(What the task requires): Track down every line below that holds "green" and copy it.

(Exercise input):
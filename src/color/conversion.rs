//! Color model utilities
//!
//! Provides the color math every other stage relies on:
//! - sRGB (8-bit) to HSL and back
//! - WCAG relative luminance and contrast ratio
//! - Circular hue distance and warm/cool hue families
//! - Neutral and fashion-neutral classification
//! - Hex color representation
//!
//! HSL values are whole numbers: hue in degrees [0, 360), saturation and
//! lightness in percent [0, 100].

use palette::Srgb;
use serde::{Deserialize, Serialize};

use crate::constants::{neutral, temperature};
use crate::{AnalysisError, Result};

/// 8-bit sRGB color
pub type Rgb = Srgb<u8>;

/// HSL color with rounded components
#[derive(Debug, Clone, Copy, PartialEq, Serialize, Deserialize)]
pub struct Hsl {
    /// Hue in degrees [0, 360)
    pub h: f64,
    /// Saturation in percent [0, 100]
    pub s: f64,
    /// Lightness in percent [0, 100]
    pub l: f64,
}

impl Hsl {
    pub fn new(h: f64, s: f64, l: f64) -> Self {
        Self {
            h: h.rem_euclid(360.0),
            s: s.clamp(0.0, 100.0),
            l: l.clamp(0.0, 100.0),
        }
    }
}

/// An HSL box used by the fashion-neutral classifier (inclusive bounds)
struct HslBox {
    hue: (f64, f64),
    saturation: (f64, f64),
    lightness: (f64, f64),
}

impl HslBox {
    fn contains(&self, hsl: &Hsl) -> bool {
        (self.hue.0..=self.hue.1).contains(&hsl.h)
            && (self.saturation.0..=self.saturation.1).contains(&hsl.s)
            && (self.lightness.0..=self.lightness.1).contains(&hsl.l)
    }
}

/// Navy, khaki, olive and brown: hued colors styled as neutrals
const FASHION_NEUTRAL_BOXES: [HslBox; 4] = [
    // navy
    HslBox { hue: (210.0, 250.0), saturation: (20.0, 60.0), lightness: (10.0, 30.0) },
    // khaki
    HslBox { hue: (30.0, 55.0), saturation: (10.0, 40.0), lightness: (50.0, 80.0) },
    // olive
    HslBox { hue: (60.0, 100.0), saturation: (15.0, 45.0), lightness: (20.0, 45.0) },
    // brown
    HslBox { hue: (15.0, 40.0), saturation: (20.0, 60.0), lightness: (15.0, 40.0) },
];

/// Convert 8-bit RGB to HSL
///
/// Hue is rounded to the nearest degree and wrapped into [0, 360);
/// saturation and lightness are rounded to the nearest percent.
pub fn rgb_to_hsl(rgb: Rgb) -> Hsl {
    let r = rgb.red as f64 / 255.0;
    let g = rgb.green as f64 / 255.0;
    let b = rgb.blue as f64 / 255.0;

    let max = r.max(g).max(b);
    let min = r.min(g).min(b);
    let l = (max + min) / 2.0;

    if max == min {
        return Hsl {
            h: 0.0,
            s: 0.0,
            l: (l * 100.0).round(),
        };
    }

    let d = max - min;
    let s = if l > 0.5 {
        d / (2.0 - max - min)
    } else {
        d / (max + min)
    };

    let sector = if max == r {
        (g - b) / d + if g < b { 6.0 } else { 0.0 }
    } else if max == g {
        (b - r) / d + 2.0
    } else {
        (r - g) / d + 4.0
    };
    let h = sector / 6.0;

    Hsl {
        h: (h * 360.0).round().rem_euclid(360.0),
        s: (s * 100.0).round(),
        l: (l * 100.0).round(),
    }
}

/// Convert HSL back to 8-bit RGB
pub fn hsl_to_rgb(hsl: Hsl) -> Rgb {
    let h = hsl.h.rem_euclid(360.0) / 360.0;
    let s = hsl.s.clamp(0.0, 100.0) / 100.0;
    let l = hsl.l.clamp(0.0, 100.0) / 100.0;

    if s == 0.0 {
        let v = to_channel(l);
        return Rgb::new(v, v, v);
    }

    let q = if l < 0.5 { l * (1.0 + s) } else { l + s - l * s };
    let p = 2.0 * l - q;

    Rgb::new(
        to_channel(hue_to_channel(p, q, h + 1.0 / 3.0)),
        to_channel(hue_to_channel(p, q, h)),
        to_channel(hue_to_channel(p, q, h - 1.0 / 3.0)),
    )
}

fn hue_to_channel(p: f64, q: f64, t: f64) -> f64 {
    let t = t.rem_euclid(1.0);
    if t < 1.0 / 6.0 {
        p + (q - p) * 6.0 * t
    } else if t < 0.5 {
        q
    } else if t < 2.0 / 3.0 {
        p + (q - p) * (2.0 / 3.0 - t) * 6.0
    } else {
        p
    }
}

fn to_channel(value: f64) -> u8 {
    (value * 255.0).round().clamp(0.0, 255.0) as u8
}

/// WCAG 2.x relative luminance in [0, 1]
pub fn relative_luminance(rgb: Rgb) -> f64 {
    let linear = |channel: u8| {
        let c = channel as f64 / 255.0;
        if c <= 0.03928 {
            c / 12.92
        } else {
            ((c + 0.055) / 1.055).powf(2.4)
        }
    };

    0.2126 * linear(rgb.red) + 0.7152 * linear(rgb.green) + 0.0722 * linear(rgb.blue)
}

/// WCAG contrast ratio in [1, 21]
pub fn calculate_contrast(c1: Rgb, c2: Rgb) -> f64 {
    let l1 = relative_luminance(c1);
    let l2 = relative_luminance(c2);
    (l1.max(l2) + 0.05) / (l1.min(l2) + 0.05)
}

/// Circular hue distance in [0, 180]
pub fn hue_difference(h1: f64, h2: f64) -> f64 {
    let diff = (h1 - h2).abs().rem_euclid(360.0);
    diff.min(360.0 - diff)
}

/// Reds, oranges, yellows and magentas
pub fn is_warm_hue(h: f64) -> bool {
    h < temperature::WARM_END || h >= temperature::WARM_WRAP_START
}

/// Cyans, blues and violets
pub fn is_cool_hue(h: f64) -> bool {
    (temperature::COOL_START..temperature::COOL_END).contains(&h)
}

/// Grays, near-blacks and near-whites
pub fn is_neutral(hsl: &Hsl) -> bool {
    hsl.s < neutral::MAX_SATURATION
        || ((hsl.l < neutral::DARK_LIGHTNESS || hsl.l > neutral::LIGHT_LIGHTNESS)
            && hsl.s < neutral::EXTREME_MAX_SATURATION)
}

/// Neutral, or one of the hued colors treated as neutral in styling
/// (navy, khaki, olive, brown)
pub fn is_fashion_neutral(hsl: &Hsl) -> bool {
    is_neutral(hsl) || FASHION_NEUTRAL_BOXES.iter().any(|b| b.contains(hsl))
}

/// Convert RGB to an uppercase hex string (e.g. "#FF0000")
pub fn to_hex(rgb: Rgb) -> String {
    format!("#{:02X}{:02X}{:02X}", rgb.red, rgb.green, rgb.blue)
}

/// Parse a hex color string ("#FF0000" or "FF0000")
pub fn parse_hex(hex: &str) -> Result<Rgb> {
    let digits = hex.trim().trim_start_matches('#');
    let invalid = || AnalysisError::InvalidHex {
        value: hex.to_string(),
    };

    if digits.len() != 6 || !digits.is_ascii() {
        return Err(invalid());
    }

    let channel = |range: std::ops::Range<usize>| {
        u8::from_str_radix(&digits[range], 16).map_err(|_| invalid())
    };

    Ok(Rgb::new(channel(0..2)?, channel(2..4)?, channel(4..6)?))
}

#[cfg(test)]
mod tests {
    use super::*;

    #[test]
    fn test_rgb_to_hsl_primaries() {
        assert_eq!(rgb_to_hsl(Rgb::new(255, 0, 0)), Hsl::new(0.0, 100.0, 50.0));
        assert_eq!(rgb_to_hsl(Rgb::new(0, 255, 0)), Hsl::new(120.0, 100.0, 50.0));
        assert_eq!(rgb_to_hsl(Rgb::new(0, 0, 255)), Hsl::new(240.0, 100.0, 50.0));
        assert_eq!(rgb_to_hsl(Rgb::new(128, 128, 128)), Hsl::new(0.0, 0.0, 50.0));
    }

    #[test]
    fn test_rgb_to_hsl_hue_never_reaches_360() {
        // Raw hue is 359.76 degrees, which rounds to 360
        let hsl = rgb_to_hsl(Rgb::new(255, 0, 1));
        assert_eq!(hsl.h, 0.0);
    }

    #[test]
    fn test_hsl_to_rgb() {
        assert_eq!(hsl_to_rgb(Hsl::new(0.0, 100.0, 50.0)), Rgb::new(255, 0, 0));
        assert_eq!(hsl_to_rgb(Hsl::new(120.0, 100.0, 25.0)), Rgb::new(0, 128, 0));
        assert_eq!(hsl_to_rgb(Hsl::new(0.0, 0.0, 100.0)), Rgb::new(255, 255, 255));
    }

    #[test]
    fn test_hsl_roundtrip_grid() {
        // Rounding HSL to whole units bounds the error at 5 per channel
        let within = |a: u8, b: u8| (a as i32 - b as i32).abs() <= 5;
        for r in 0..=255u8 {
            for g in (0..=255u8).step_by(2) {
                for b in (0..=255u8).step_by(2) {
                    let rgb = Rgb::new(r, g, b);
                    let back = hsl_to_rgb(rgb_to_hsl(rgb));
                    assert!(
                        within(back.red, r) && within(back.green, g) && within(back.blue, b),
                        "{:?} -> {:?}",
                        rgb,
                        back
                    );
                }
            }
        }
    }

    #[test]
    fn test_hsl_roundtrip_worst_case() {
        let rgb = Rgb::new(2, 228, 230);
        let hsl = rgb_to_hsl(rgb);
        assert_eq!((hsl.h, hsl.s, hsl.l), (181.0, 98.0, 45.0));
        assert_eq!(hsl_to_rgb(hsl), Rgb::new(2, 223, 227));
    }

    #[test]
    fn test_hsl_matches_palette_inverse() {
        use palette::FromColor;

        for (r, g, b) in [(200, 30, 60), (12, 80, 160), (240, 220, 90), (60, 60, 61)] {
            let hsl = rgb_to_hsl(Rgb::new(r, g, b));
            let reference =
                palette::Hsl::new_srgb(hsl.h as f32, hsl.s as f32 / 100.0, hsl.l as f32 / 100.0);
            let linear: palette::Srgb<f32> = palette::Srgb::from_color(reference);
            let expected: Rgb = linear.into_format();
            let actual = hsl_to_rgb(hsl);

            assert!((actual.red as i32 - expected.red as i32).abs() <= 1);
            assert!((actual.green as i32 - expected.green as i32).abs() <= 1);
            assert!((actual.blue as i32 - expected.blue as i32).abs() <= 1);
        }
    }

    #[test]
    fn test_contrast_black_white() {
        let black = Rgb::new(0, 0, 0);
        let white = Rgb::new(255, 255, 255);
        assert_eq!(calculate_contrast(black, white), 21.0);
        assert_eq!(calculate_contrast(white, black), 21.0);
    }

    #[test]
    fn test_contrast_same_color() {
        let teal = Rgb::new(0, 128, 128);
        assert_eq!(calculate_contrast(teal, teal), 1.0);
    }

    #[test]
    fn test_hue_difference() {
        assert_eq!(hue_difference(350.0, 10.0), 20.0);
        assert_eq!(hue_difference(0.0, 180.0), 180.0);
        assert_eq!(hue_difference(90.0, 90.0), 0.0);
        assert_eq!(hue_difference(10.0, 300.0), 70.0);
    }

    #[test]
    fn test_temperature_families() {
        assert!(is_warm_hue(0.0));
        assert!(is_warm_hue(69.0));
        assert!(!is_warm_hue(70.0));
        assert!(is_warm_hue(300.0));
        assert!(is_cool_hue(170.0));
        assert!(is_cool_hue(299.0));
        assert!(!is_cool_hue(300.0));
        assert!(!is_warm_hue(120.0) && !is_cool_hue(120.0));
    }

    #[test]
    fn test_is_neutral() {
        assert!(is_neutral(&Hsl::new(200.0, 5.0, 50.0)));
        assert!(is_neutral(&Hsl::new(30.0, 18.0, 95.0)));
        assert!(is_neutral(&Hsl::new(30.0, 18.0, 8.0)));
        assert!(!is_neutral(&Hsl::new(30.0, 18.0, 50.0)));
        assert!(!is_neutral(&Hsl::new(0.0, 80.0, 50.0)));
    }

    #[test]
    fn test_is_fashion_neutral() {
        // navy, khaki, olive, brown
        assert!(is_fashion_neutral(&Hsl::new(225.0, 45.0, 20.0)));
        assert!(is_fashion_neutral(&Hsl::new(40.0, 30.0, 65.0)));
        assert!(is_fashion_neutral(&Hsl::new(80.0, 30.0, 30.0)));
        assert!(is_fashion_neutral(&Hsl::new(25.0, 45.0, 25.0)));

        assert!(!is_fashion_neutral(&Hsl::new(225.0, 80.0, 20.0)));
        assert!(!is_fashion_neutral(&Hsl::new(0.0, 90.0, 50.0)));
    }

    #[test]
    fn test_hex_conversion() {
        assert_eq!(to_hex(Rgb::new(255, 0, 0)), "#FF0000");
        assert_eq!(to_hex(Rgb::new(12, 171, 239)), "#0CABEF");

        assert_eq!(parse_hex("#0CABEF").unwrap(), Rgb::new(12, 171, 239));
        assert_eq!(parse_hex("00ff00").unwrap(), Rgb::new(0, 255, 0));
    }

    #[test]
    fn test_parse_hex_invalid() {
        assert!(parse_hex("#FF").is_err());
        assert!(parse_hex("#GGGGGG").is_err());
        assert!(parse_hex("#ééé").is_err());
    }
}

(Answer to the exercise):
    let g = rgb.green as f64 / 255.0;
    0.2126 * linear(rgb.red) + 0.7152 * linear(rgb.green) + 0.0722 * linear(rgb.blue)
    format!("#{:02X}{:02X}{:02X}", rgb.red, rgb.green, rgb.blue)
                        within(back.red, r) && within(back.green, g) && within(back.blue, b),
            assert!((actual.green as i32 - expected.green as i32).abs() <= 1);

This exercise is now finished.